Lorsqu’un fournisseur SaaS comme Stripe, Twilio ou GitHub envoie un webhook, il transmet une requête HTTP POST via Internet à une URL de destination préconfigurée. Si le développeur traite ce webhook avec un code tournant sur sa machine — par exemple, localhost:8080 — le fournisseur ne peut pas atteindre cette machine. La machine possède généralement une adresse IP privée, non routable, et se trouve derrière un routeur NAT ou un pare-feu d’entreprise qui bloque tout trafic entrant non sollicité.
Les défauts des tunnels inverses traditionnels
Pour combler cette lacune, les développeurs ont historiquement utilisé des outils de tunneling inversé comme les premières versions d’Ngrok ou Localtunnel. Ces outils déploient un client léger sur la machine du développeur qui établit une connexion TCP persistante et sortante vers un serveur relais dans le cloud. Comme la connexion est initiée sortante, le NAT et le pare-feu d’entreprise autorisent le trafic. Le serveur cloud fournit une URL publique, et tout trafic Internet vers cette URL est multiplexé et acheminé via le tunnel vers le port local du développeur.
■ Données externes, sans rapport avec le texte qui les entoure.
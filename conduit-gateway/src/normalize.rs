//! Error normalization.
//!
//! Turns whatever went wrong during one transport attempt into a
//! [`GatewayError`], so error middlewares only ever see the canonical shape.

use crate::error::{ErrorKind, GatewayError, StatusFailure, TransportError, codes};
use crate::request::RequestConfig;
use crate::response::decode_body;
use crate::transport::TransportResponse;
use serde_json::Value;

/// Raw outcome of a failed transport attempt.
#[derive(Debug)]
pub enum Failure {
    /// The server answered with a status outside 2xx.
    Status(TransportResponse),
    /// The transport could not complete the exchange.
    Transport(TransportError),
    /// The caller cancelled the request.
    Cancelled,
}

/// Normalize a failed attempt into a [`GatewayError`] carrying `config`.
pub fn normalize(failure: Failure, config: &RequestConfig) -> GatewayError {
    let error = match failure {
        Failure::Status(response) => from_status(response, config),
        Failure::Transport(error) => from_transport(error, config),
        Failure::Cancelled => GatewayError::cancelled(config.clone()),
    };

    tracing::debug!(
        method = %config.method,
        path = %config.path,
        kind = %error.kind,
        status = ?error.status,
        code = ?error.code,
        "Normalized request failure"
    );

    error
}

fn from_status(response: TransportResponse, config: &RequestConfig) -> GatewayError {
    let status = response.status;
    let data = decode_body(&response.body);
    let message = server_message(&data)
        .unwrap_or_else(|| format!("Request failed with status code {}", status));
    let code = if status >= 500 {
        codes::BAD_RESPONSE
    } else {
        codes::BAD_REQUEST
    };

    GatewayError::new(ErrorKind::from_status(status), message, config.clone())
        .with_status(status)
        .with_code(code)
        .with_cause(StatusFailure {
            status,
            headers: response.headers,
            data,
        })
}

fn from_transport(error: TransportError, config: &RequestConfig) -> GatewayError {
    let kind = match error {
        TransportError::InvalidUrl(_) => ErrorKind::Request,
        _ => ErrorKind::Transport,
    };
    let message = error.to_string();
    let message = if message.is_empty() {
        "Unknown error".to_string()
    } else {
        message
    };

    GatewayError::new(kind, message, config.clone())
        .with_code(error.code())
        .with_cause(error)
}

/// Message supplied by the server in a JSON error body.
fn server_message(data: &Value) -> Option<String> {
    ["message", "error", "detail"]
        .iter()
        .find_map(|field| data.get(field).and_then(Value::as_str))
        .filter(|message| !message.is_empty())
        .map(str::to_string)
}

#[cfg(test)]
mod tests {
    use super::*;
    use bytes::Bytes;
    use serde_json::json;
    use std::collections::HashMap;
    use std::time::Duration;

    fn status_response(status: u16, body: &'static str) -> TransportResponse {
        TransportResponse {
            status,
            headers: HashMap::new(),
            body: Bytes::from_static(body.as_bytes()),
        }
    }

    #[test]
    fn test_server_status() {
        let config = RequestConfig::get("/insights");
        let err = normalize(Failure::Status(status_response(503, "")), &config);

        assert_eq!(err.status, Some(503));
        assert_eq!(err.kind, ErrorKind::Server);
        assert!(err.has_code(codes::BAD_RESPONSE));
        assert_eq!(err.message, "Request failed with status code 503");
        assert_eq!(err.config, config);
        assert_eq!(err.response_data(), Some(&Value::Null));
    }

    #[test]
    fn test_client_status_uses_server_message() {
        let config = RequestConfig::post("/orders");
        let err = normalize(
            Failure::Status(status_response(404, r#"{"message":"order not found"}"#)),
            &config,
        );

        assert_eq!(err.status, Some(404));
        assert_eq!(err.kind, ErrorKind::Client);
        assert!(err.has_code(codes::BAD_REQUEST));
        assert_eq!(err.message, "order not found");
        assert_eq!(
            err.response_data(),
            Some(&json!({"message": "order not found"}))
        );
    }

    #[test]
    fn test_transport_failure_has_no_status() {
        let config = RequestConfig::get("/health");
        let err = normalize(
            Failure::Transport(TransportError::Timeout(Duration::from_millis(250))),
            &config,
        );

        assert_eq!(err.status, None);
        assert_eq!(err.kind, ErrorKind::Transport);
        assert!(err.is_timeout());
        assert_eq!(err.message, "timeout of 250ms exceeded");
        assert!(err.cause.is_some());
    }

    #[test]
    fn test_invalid_url_is_request_error() {
        let err = normalize(
            Failure::Transport(TransportError::InvalidUrl("relative URL".into())),
            &RequestConfig::get("nope"),
        );

        assert_eq!(err.kind, ErrorKind::Request);
        assert!(err.has_code(codes::INVALID_URL));
    }

    #[test]
    fn test_cancelled() {
        let err = normalize(Failure::Cancelled, &RequestConfig::get("/x"));

        assert!(err.is_cancelled());
        assert_eq!(err.status, None);
        assert!(err.has_code(codes::CANCELED));
    }
}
Si cette solution résout le problème de connectivité, sa mise en œuvre traditionnelle comporte de sérieux risques :
Exposition publique non authentifiée. L’URL publique générée par le relais est accessible à tous sur Internet. Des scanners automatisés — similaires à ceux opérés par Shodan — sondent en permanence ces points d’entrée. Un développeur qui oublie de fermer un tunnel, ou dont l’URL fuit dans un commit, publie sans le savoir un accès direct à sa machine.
Contournement des contrôles de sécurité d’entreprise. Comme le trafic est chiffré à l’intérieur du tunnel inversé, les systèmes de détection d’intrusions (IDS) et les outils de prévention de perte de données (DLP) d’entreprise ne peuvent pas inspecter le contenu. Cela crée une brèche invisible dans la périmètre de sécurité.
Fuites accidentelles de données. Les environnements de développement contiennent souvent des identifiants en dur, des points de terminaison de débogage ou des bases de données fictives contenant des données sensibles. Exposer ces éléments via un chemin d’entrée non authentifié constitue une voie bien documentée de compromission de la chaîne d’approvisionnement.
L’évolution : ingress local contrôlé par identité
L’industrie a répondu en déportant la frontière d’authentification vers la couche de relais cloud, plutôt que de la laisser entièrement à la logique locale du développeur. Les architectures modernes de tunneling s’intègrent directement avec des fournisseurs d’identité (IdPs) tels qu’Okta, Microsoft Entra ID (anciennement Azure AD) ou Google Workspace, appliquant des contrôles stricts avant que le trafic n’entre dans le tunnel.
Fonctionnement des tunnels contrôlés par identité
Un tunnel TCP contrôlé par identité fonctionne selon une architecture à plusieurs étapes :
1. Initiation par l’agent local. Un démon léger — cloudflared, un nœud Tailscale ou un client ngrok d’entreprise — tourne sur la machine du développeur. L’agent s’authentifie auprès du plan de contrôle en utilisant un jeton de machine ou les identifiants SSO du développeur avant d’établir le tunnel.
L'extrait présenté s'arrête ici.